Cash at June 30, 1999 was $210,412 as compared with cash at June 30,
1998 of $714,511.
During 1998 and the first half of 1999, the Company experienced a
decline in the demand for its products and services as a result of a significant
decrease in the price of oil and natural gas. The decline in demand materially
impacted the Company's revenues, liquidity and its ability to remain in
compliance with covenants in its loan agreements and meet its obligations during
the last half of 1998 and first half of 1999. While these conditions continued
throughout much of the first quarter of 1999, prices for oil and natural gas
were improving significantly in the second quarter of 1999. Management of the
Company believes that an improvement in its revenues will be dependent upon a
continuing period of stabilized pricing at levels similar to those of the second
quarter of 1999 and decisions by oil and natural gas producers to make
commitments to engage in oil and natural gas well enhancements.
The Company's outstanding indebtedness includes primarily senior
secured indebtedness aggregating approximately $15.5 million at June 30, 1999
owed to Fleet Capital Corporation ("Fleet') and GE Capital Corporation ("GECC"),
other indebtedness of approximately $5.5 million, and $19.4 million owing to St.

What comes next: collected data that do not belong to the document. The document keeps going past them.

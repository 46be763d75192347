//! Enemy AI strategies.
//!
//! Each enemy carries a [`BehaviorKind`](tactics_core::BehaviorKind) tag; the
//! [`StrategyRegistry`] maps the tag to an [`EnemyStrategy`]:
//!
//! - [`MeleeStrategy`]: strike anything already in reach, otherwise close in on
//!   the hostile with the cheapest reachable attack position
//! - [`RangedStrategy`]: like melee, but prefers attack positions at the edge
//!   of its range
//! - [`DefendTileStrategy`]: never moves, strikes whatever wanders into reach

mod defend;
mod melee;
mod ranged;
mod strategy;

pub use defend::DefendTileStrategy;
pub use melee::MeleeStrategy;
pub use ranged::RangedStrategy;
pub use strategy::{EnemyStrategy, StrategyRegistry};
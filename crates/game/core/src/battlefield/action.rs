use crate::error::{ErrorContext, ErrorSeverity, GameError};
use crate::event::BattleEvent;
use crate::grid::{NodeId, Occupancy, Position};
use crate::unit::{ActionHandle, PendingAction, TurnFlags, UnitId};

use super::Battlefield;

#[derive(Clone, Copy, Debug, PartialEq, Eq, thiserror::Error)]
#[cfg_attr(feature = "serde", derive(serde::Serialize, serde::Deserialize))]
pub enum ActionError {
    #[error("unit {0} not found")]
    UnitNotFound(UnitId),

    #[error("unit {0} is already moving or acting")]
    Busy(UnitId),

    #[error("unit {0} has already acted this turn")]
    AlreadyActed(UnitId),

    #[error("target {target} of unit {unit} is off the grid")]
    TargetOffGrid { unit: UnitId, target: Position },

    #[error("target {target} is out of unit {unit}'s range")]
    OutOfRange { unit: UnitId, target: Position },

    #[error("target {target} of unit {unit} is not interactable ({occupant})")]
    NotInteractable {
        unit: UnitId,
        target: Position,
        occupant: Occupancy,
    },
}

impl GameError for ActionError {
    fn severity(&self) -> ErrorSeverity {
        match self {
            Self::UnitNotFound(_) | Self::Busy(_) | Self::AlreadyActed(_) => {
                ErrorSeverity::Validation
            }
            Self::TargetOffGrid { .. } | Self::NotInteractable { .. } => ErrorSeverity::Validation,
            Self::OutOfRange { .. } => ErrorSeverity::Recoverable,
        }
    }

    fn context(&self) -> ErrorContext {
        match self {
            Self::UnitNotFound(unit) | Self::Busy(unit) | Self::AlreadyActed(unit) => {
                ErrorContext::new().with_unit(*unit)
            }
            Self::TargetOffGrid { unit, target }
            | Self::OutOfRange { unit, target }
            | Self::NotInteractable { unit, target, .. } => {
                ErrorContext::new().with_unit(*unit).with_position(*target)
            }
        }
    }

    fn error_code(&self) -> &'static str {
        match self {
            Self::UnitNotFound(_) => "ACTION_UNIT_NOT_FOUND",
            Self::Busy(_) => "ACTION_BUSY",
            Self::AlreadyActed(_) => "ACTION_ALREADY_ACTED",
            Self::TargetOffGrid { .. } => "ACTION_TARGET_OFF_GRID",
            Self::OutOfRange { .. } => "ACTION_OUT_OF_RANGE",
            Self::NotInteractable { .. } => "ACTION_NOT_INTERACTABLE",
        }
    }
}

impl Battlefield {
    /// Begins an attack on whatever will stand on `target` when it resolves.
    ///
    /// The target must be within attack range of the unit's current node. The
    /// unit's action is spent immediately; damage is applied by
    /// [`Battlefield::complete_action`] (or [`Battlefield::end_attack`]).
    pub fn start_attack(&mut self, id: UnitId, target: Position) -> Result<ActionHandle, ActionError> {
        let (origin, range) = self.ready_to_act(id)?;
        let target_node = self.target_node(id, target)?;
        if !self
            .grid
            .nodes_within_distance(origin, range)
            .contains(&target_node)
        {
            return Err(ActionError::OutOfRange { unit: id, target });
        }

        let handle = self.next_handle(id);
        self.occupy_action_slot(id, PendingAction::Attack { handle, target })?;

        tracing::debug!(target: "tactics::combat", unit = %id, target = %target, handle = %handle, "attack started");
        self.emit(BattleEvent::AttackStarted {
            unit: id,
            target,
            handle,
        });
        Ok(handle)
    }

    /// Begins an interaction with an orthogonally adjacent interactable.
    pub fn start_interact(&mut self, id: UnitId, target: Position) -> Result<ActionHandle, ActionError> {
        let (origin, _) = self.ready_to_act(id)?;
        let target_node = self.target_node(id, target)?;
        let occupant = self
            .grid
            .node(target_node)
            .map_or(Occupancy::Empty, |node| node.occupying());
        if occupant != Occupancy::Interactable {
            return Err(ActionError::NotInteractable {
                unit: id,
                target,
                occupant,
            });
        }
        if !self.grid.neighbors(origin).contains(&target_node) {
            return Err(ActionError::OutOfRange { unit: id, target });
        }

        let handle = self.next_handle(id);
        self.occupy_action_slot(id, PendingAction::Interact { handle, target })?;

        tracing::debug!(target: "tactics::combat", unit = %id, target = %target, handle = %handle, "interaction started");
        self.emit(BattleEvent::InteractStarted {
            unit: id,
            target,
            handle,
        });
        Ok(handle)
    }

    /// Second half of the action protocol: resolves the action behind `handle`
    /// and raises `FinishedAction`.
    ///
    /// Unknown or stale handles are logged and ignored.
    pub fn complete_action(&mut self, handle: ActionHandle) -> bool {
        let Some(unit) = self.units.get_mut(handle.unit) else {
            tracing::debug!(target: "tactics::combat", handle = %handle, "completion for a unit that is gone");
            return false;
        };
        let pending = match unit.pending {
            Some(pending) if pending.handle() == handle => pending,
            _ => {
                tracing::debug!(target: "tactics::combat", handle = %handle, "stale action handle");
                return false;
            }
        };
        unit.pending = None;

        match pending {
            PendingAction::Attack { target, .. } => self.resolve_attack(handle.unit, target),
            PendingAction::Interact { target, .. } => {
                tracing::debug!(target: "tactics::combat", unit = %handle.unit, at = %target, "interacted");
                self.emit(BattleEvent::Interacted {
                    unit: handle.unit,
                    at: target,
                });
            }
        }

        self.emit(BattleEvent::FinishedAction { unit: handle.unit });
        true
    }

    /// Concludes the unit's pending attack, if it has one.
    pub fn end_attack(&mut self, id: UnitId) -> bool {
        match self.units.get(id).and_then(|unit| unit.pending().copied()) {
            Some(pending @ PendingAction::Attack { .. }) => self.complete_action(pending.handle()),
            _ => false,
        }
    }

    /// Damage lands on the unit standing on `target` right now, which may
    /// differ from the one there when the attack began.
    fn resolve_attack(&mut self, attacker: UnitId, target: Position) {
        let damage = self
            .units
            .get(attacker)
            .map_or(0, |unit| unit.stats().attack_power);
        let victim = self
            .grid
            .node_id(target)
            .and_then(|node| self.occupant_at(node));

        let Some(victim) = victim else {
            tracing::debug!(
                target: "tactics::combat",
                attacker = %attacker,
                position = %target,
                "attack resolved against no target"
            );
            self.emit(BattleEvent::AttackResolved {
                attacker,
                target: None,
                damage: 0,
            });
            return;
        };

        let remaining = match self.units.get_mut(victim) {
            Some(unit) => {
                unit.health = unit.health.saturating_sub(damage);
                unit.health
            }
            None => return,
        };

        tracing::debug!(
            target: "tactics::combat",
            attacker = %attacker,
            victim = %victim,
            damage,
            remaining,
            "attack resolved"
        );
        self.emit(BattleEvent::AttackResolved {
            attacker,
            target: Some(victim),
            damage,
        });

        if remaining == 0 {
            self.remove_unit(victim);
        }
    }

    fn ready_to_act(&self, id: UnitId) -> Result<(NodeId, u32), ActionError> {
        let unit = self.units.get(id).ok_or(ActionError::UnitNotFound(id))?;
        if unit.is_busy() {
            return Err(ActionError::Busy(id));
        }
        if unit.has_attacked() {
            return Err(ActionError::AlreadyActed(id));
        }
        let origin = self
            .grid
            .node_id(unit.grid_position())
            .ok_or(ActionError::TargetOffGrid {
                unit: id,
                target: unit.grid_position(),
            })?;
        Ok((origin, unit.attack_range()))
    }

    fn target_node(&self, id: UnitId, target: Position) -> Result<NodeId, ActionError> {
        self.grid
            .node_id(target)
            .ok_or(ActionError::TargetOffGrid { unit: id, target })
    }

    fn occupy_action_slot(&mut self, id: UnitId, pending: PendingAction) -> Result<(), ActionError> {
        let unit = self.units.get_mut(id).ok_or(ActionError::UnitNotFound(id))?;
        unit.flags |= TurnFlags::ATTACKED;
        unit.pending = Some(pending);
        Ok(())
    }
}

James Capital Partners, L.P. ("SJCP") and its affiliates. All of this
indebtedness is shown as currently due and payable on the Company's consolidated
balance sheet at June 30, 1999.
Management's plans with respect to addressing its current financial
situation include primarily the following:
o The Company is engaged in efforts to refinance its senior secured
indebtedness which is intended to provide, among other things, more
favorable terms and thereby improve liquidity. Negotiations with respect to
refinancing this indebtedness are ongoing, however, no written commitments
have been received from any prospective lenders.

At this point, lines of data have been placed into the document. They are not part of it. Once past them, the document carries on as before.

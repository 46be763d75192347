use tactics_core::{ActionHandle, Battlefield, Position, UnitId};

use super::EnemyStrategy;
use super::strategy::{approaches, hostile_in_reach, step_toward, strike};

/// Default enemy policy.
///
/// Strikes a hostile already within reach of its current node without moving.
/// Otherwise picks the hostile inside the aggro radius whose nearest empty
/// attack position has the lowest path cost and walks toward that position
/// as far as its move range allows.
#[derive(Clone, Copy, Debug, Default)]
pub struct MeleeStrategy;

impl EnemyStrategy for MeleeStrategy {
    fn name(&self) -> &'static str {
        "melee"
    }

    fn find_tile_to_move_to(&self, battlefield: &mut Battlefield, unit: UnitId) -> Option<Position> {
        battlefield.refresh_tiles(unit);
        if hostile_in_reach(battlefield, battlefield.unit(unit)?).is_some() {
            return None;
        }

        let best = approaches(battlefield, unit)
            .into_iter()
            .min_by_key(|approach| approach.cost)?;
        tracing::debug!(
            target: "runtime::ai",
            unit = %unit,
            target_unit = %best.target,
            cost = best.cost,
            "closing in"
        );
        step_toward(battlefield, unit, best.node)
    }

    fn attempt_action(&self, battlefield: &mut Battlefield, unit: UnitId) -> Option<ActionHandle> {
        battlefield.refresh_tiles(unit);
        let (_, target) = hostile_in_reach(battlefield, battlefield.unit(unit)?)?;
        strike(battlefield, unit, target)
    }
}

#[cfg(test)]
mod tests {
    use tactics_core::{BehaviorKind, Faction, TacticsConfig, UnitSpawn, UnitStats};

    use super::*;
    use crate::providers::ai::testing::{GRUNT, HERO, build, duel};

    fn corridor() -> tactics_core::FloorLayout {
        duel(
            7,
            1,
            Position::new(0, 0),
            Position::new(6, 0),
            UnitStats::new(10, 3, 3, 1),
            BehaviorKind::Melee,
        )
    }

    #[test]
    fn closes_in_by_move_range() {
        let mut battlefield = build(&corridor());

        let tile = MeleeStrategy.find_tile_to_move_to(&mut battlefield, GRUNT);

        assert_eq!(tile, Some(Position::new(3, 0)));
    }

    #[test]
    fn backs_off_when_the_landing_cell_is_taken() {
        let layout = corridor().with_unit(UnitSpawn::new(
            tactics_core::UnitId(11),
            Faction::Enemy,
            Position::new(3, 0),
        ));
        let mut battlefield = build(&layout);

        let tile = MeleeStrategy.find_tile_to_move_to(&mut battlefield, GRUNT);

        assert_eq!(tile, Some(Position::new(4, 0)));
    }

    #[test]
    fn attacks_without_moving_when_in_reach() {
        let layout = duel(
            3,
            1,
            Position::new(0, 0),
            Position::new(1, 0),
            UnitStats::default(),
            BehaviorKind::Melee,
        );
        let mut battlefield = build(&layout);

        assert_eq!(MeleeStrategy.find_tile_to_move_to(&mut battlefield, GRUNT), None);

        let handle = MeleeStrategy
            .attempt_action(&mut battlefield, GRUNT)
            .unwrap();
        battlefield.complete_action(handle);
        assert_eq!(battlefield.unit(HERO).unwrap().health(), 7);
    }

    #[test]
    fn ignores_hostiles_beyond_aggro_radius() {
        let layout = corridor();
        let config = TacticsConfig::default().with_aggro_radius(2);
        let mut battlefield = tactics_core::Battlefield::from_layout(&layout, config).unwrap();

        assert_eq!(MeleeStrategy.find_tile_to_move_to(&mut battlefield, GRUNT), None);
        assert_eq!(MeleeStrategy.attempt_action(&mut battlefield, GRUNT), None);
    }

    #[test]
    fn walled_off_hostile_is_ignored() {
        let layout = duel(
            5,
            1,
            Position::new(0, 0),
            Position::new(4, 0),
            UnitStats::default(),
            BehaviorKind::Melee,
        )
        .with_walls([Position::new(2, 0)]);
        let mut battlefield = build(&layout);

        assert_eq!(MeleeStrategy.find_tile_to_move_to(&mut battlefield, GRUNT), None);
    }
}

o In July 1999, the Company entered into a forbearance agreement with its
primary secured lender, Fleet Capital Corporation, which, among other
things, permitted the Company to make reduced payments of principal to
Fleet through August 31, 1999. In the event the Company is unsuccessful in
refinancing this indebtedness by August 31, 1999, the Company intends to
seek a further forbearance agreement with Fleet, however, there can be no
assurance that such further forbearance agreement will be forthcoming.

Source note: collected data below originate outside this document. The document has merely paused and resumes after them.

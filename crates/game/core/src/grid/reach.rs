//! Breadth-first reachability queries.
//!
//! Distances here are hop counts, not path costs. Radii are clamped to the
//! lattice perimeter since no hop count beyond it can discover a new node.

use std::collections::VecDeque;

use super::{Faction, Grid, NodeId, NodeSet};

impl Grid {
    /// Cells a unit of `faction` standing on `start` could end a move on.
    ///
    /// Empty cells are landing spots and frontier. Cells held by the same
    /// faction are frontier only. Walls, interactables and the other faction
    /// stop expansion. `start` itself is always included.
    pub fn reachable_for_movement(&self, start: NodeId, radius: u32, faction: Faction) -> NodeSet {
        let mut landing = NodeSet::new();
        if self.node(start).is_none() {
            return landing;
        }
        landing.insert(start);

        let radius = radius.min(self.hop_ceiling());
        let mut visited = vec![false; self.len()];
        visited[start.index()] = true;
        let mut frontier = vec![start];

        for _ in 0..radius {
            let mut next = Vec::new();
            for &current in &frontier {
                for neighbor in self.neighbors(current) {
                    if visited[neighbor.index()] {
                        continue;
                    }
                    let Some(node) = self.node(neighbor) else {
                        continue;
                    };
                    let occupancy = node.occupying();
                    if occupancy.is_empty() {
                        landing.insert(neighbor);
                    } else if occupancy.faction() != Some(faction) {
                        continue;
                    }
                    visited[neighbor.index()] = true;
                    next.push(neighbor);
                }
            }
            if next.is_empty() {
                break;
            }
            frontier = next;
        }

        landing
    }

    /// Every node within `radius` hops of any node in `move_set`, regardless of
    /// what occupies it. Attacks are not blocked by walls or units.
    pub fn reachable_for_attack(&self, move_set: &NodeSet, radius: u32) -> NodeSet {
        let mut reach = NodeSet::new();
        for &origin in move_set {
            reach.extend(self.nodes_within_distance(origin, radius));
        }
        reach
    }

    /// Every node between 1 and `distance` hops from `start`, ignoring occupancy.
    pub fn nodes_within_distance(&self, start: NodeId, distance: u32) -> NodeSet {
        let mut found = NodeSet::new();
        if self.node(start).is_none() {
            return found;
        }

        let distance = distance.min(self.hop_ceiling());
        let mut visited = vec![false; self.len()];
        visited[start.index()] = true;
        let mut queue = VecDeque::from([(start, 0u32)]);

        while let Some((current, hops)) = queue.pop_front() {
            if hops == distance {
                continue;
            }
            for neighbor in self.neighbors(current) {
                if visited[neighbor.index()] {
                    continue;
                }
                visited[neighbor.index()] = true;
                found.insert(neighbor);
                queue.push_back((neighbor, hops + 1));
            }
        }

        found
    }

    fn hop_ceiling(&self) -> u32 {
        let bounds = self.bounds();
        bounds.width().saturating_add(bounds.height())
    }
}

#[cfg(test)]
mod tests {
    use crate::grid::{GridBounds, Occupancy, Position};

    use super::*;

    fn open_grid(width: i32, height: i32) -> Grid {
        Grid::new(GridBounds::from_corners(
            Position::new(0, height - 1),
            Position::new(width - 1, 0),
        ))
    }

    fn positions(grid: &Grid, set: &NodeSet) -> Vec<Position> {
        set.iter().map(|id| grid.position_of(*id).unwrap()).collect()
    }

    #[test]
    fn radius_zero_is_just_the_start() {
        let grid = open_grid(5, 5);
        let start = grid.node_id(Position::new(2, 2)).unwrap();
        let reach = grid.reachable_for_movement(start, 0, Faction::Ally);
        assert_eq!(reach, NodeSet::from([start]));
    }

    #[test]
    fn open_grid_reach_is_a_diamond() {
        let mut grid = open_grid(5, 5);
        let centre = Position::new(2, 2);
        grid.set_occupancy(centre, Occupancy::Ally);
        let start = grid.node_id(centre).unwrap();

        let reach = grid.reachable_for_movement(start, 2, Faction::Ally);

        assert_eq!(reach.len(), 13);
        for position in positions(&grid, &reach) {
            assert!(position.manhattan(centre) <= 2, "{position} outside diamond");
        }
    }

    #[test]
    fn reach_never_shrinks_with_radius() {
        let mut grid = open_grid(7, 7);
        grid.set_occupancy(Position::new(3, 4), Occupancy::Wall);
        grid.set_occupancy(Position::new(2, 3), Occupancy::Enemy);
        grid.set_occupancy(Position::new(4, 3), Occupancy::Ally);
        let start = grid.node_id(Position::new(3, 3)).unwrap();

        let mut previous = grid.reachable_for_movement(start, 0, Faction::Ally);
        for radius in 1..6 {
            let current = grid.reachable_for_movement(start, radius, Faction::Ally);
            assert!(previous.is_subset(&current), "radius {radius} lost nodes");
            previous = current;
        }
    }

    #[test]
    fn allies_are_passed_but_not_landed_on() {
        let mut grid = open_grid(4, 1);
        grid.set_occupancy(Position::new(1, 0), Occupancy::Ally);
        let start = grid.node_id(Position::ORIGIN).unwrap();

        let reach = grid.reachable_for_movement(start, 2, Faction::Ally);

        assert_eq!(
            positions(&grid, &reach),
            vec![Position::new(0, 0), Position::new(2, 0)]
        );
    }

    #[test]
    fn opponents_neither_land_nor_pass() {
        let mut grid = open_grid(4, 1);
        grid.set_occupancy(Position::new(1, 0), Occupancy::Enemy);
        let start = grid.node_id(Position::ORIGIN).unwrap();

        let reach = grid.reachable_for_movement(start, 3, Faction::Ally);

        assert_eq!(positions(&grid, &reach), vec![Position::new(0, 0)]);
    }

    #[test]
    fn attack_reach_sees_through_walls() {
        let mut grid = open_grid(3, 1);
        grid.set_occupancy(Position::new(1, 0), Occupancy::Wall);
        let start = grid.node_id(Position::ORIGIN).unwrap();

        let reach = grid.reachable_for_attack(&NodeSet::from([start]), 2);

        assert_eq!(
            positions(&grid, &reach),
            vec![Position::new(1, 0), Position::new(2, 0)]
        );
    }

    #[test]
    fn nodes_within_distance_excludes_origin() {
        let grid = open_grid(5, 5);
        let start = grid.node_id(Position::new(2, 2)).unwrap();

        let ring = grid.nodes_within_distance(start, 1);

        assert_eq!(ring.len(), 4);
        assert!(!ring.contains(&start));
        assert_eq!(grid.nodes_within_distance(start, 2).len(), 12);
    }
}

o The Company has continued through the second quarter of 1999 to further
implement a cost reduction program first implemented in the last half of
1998 and intends to focus on cost reduction opportunities through 1999.
These cost reductions have included, among other things, reductions in
personnel, reductions in compensation levels and curtailment of
expenditures. The Company continues to make personnel reductions and reduce
expenditures
18
<PAGE>
to meet its current levels of activities. There can be no assurance that
the Company will be successful in attracting new employees to replace
discharged personnel at such time as its operations may require.
0 The Company is currently in negotiations to restructure a note payable to a
former owner of Diamondback Directional, Inc.
Management also intends to raise additional capital in conjunction with
the foregoing plan, which may be either debt or equity capital or a combination
thereof, which, together with the renegotiations of certain outstanding
indebtedness, will be used to meet the Company's other current liquidity
requirements. Management expects that, upon conclusion of the plan, its
indebtedness owing to St. James Capital Corp. and its affiliates will be
long-term or converted into equity securities.
Management believes that, provided oil and natural gas prices remain
relatively stable with prices that existed in the second quarter of 1999, the
foregoing plan together with the cost-reduction program implemented in 1998,
which included reductions in personnel and salaries of existing personnel,
closing and consolidating certain district offices, together with other
cost-reduction activities, should enable the Company to operate without a
further deterioration of its liquidity condition.
Management of the Company is unable to assure that its efforts to
implement the plan described above will be successful or state the terms under
which or when the proposed transactions will be completed. In the event the
Company is unsuccessful in raising additional capital and refinancing its
currently due indebtedness, the Company believes that its operations will be
significantly affected, including, possibly, the foreclosure by the Company's
secured creditors against virtually all of the Company's assets. Under such
circumstances, the Company's equity investors may loose their entire investment.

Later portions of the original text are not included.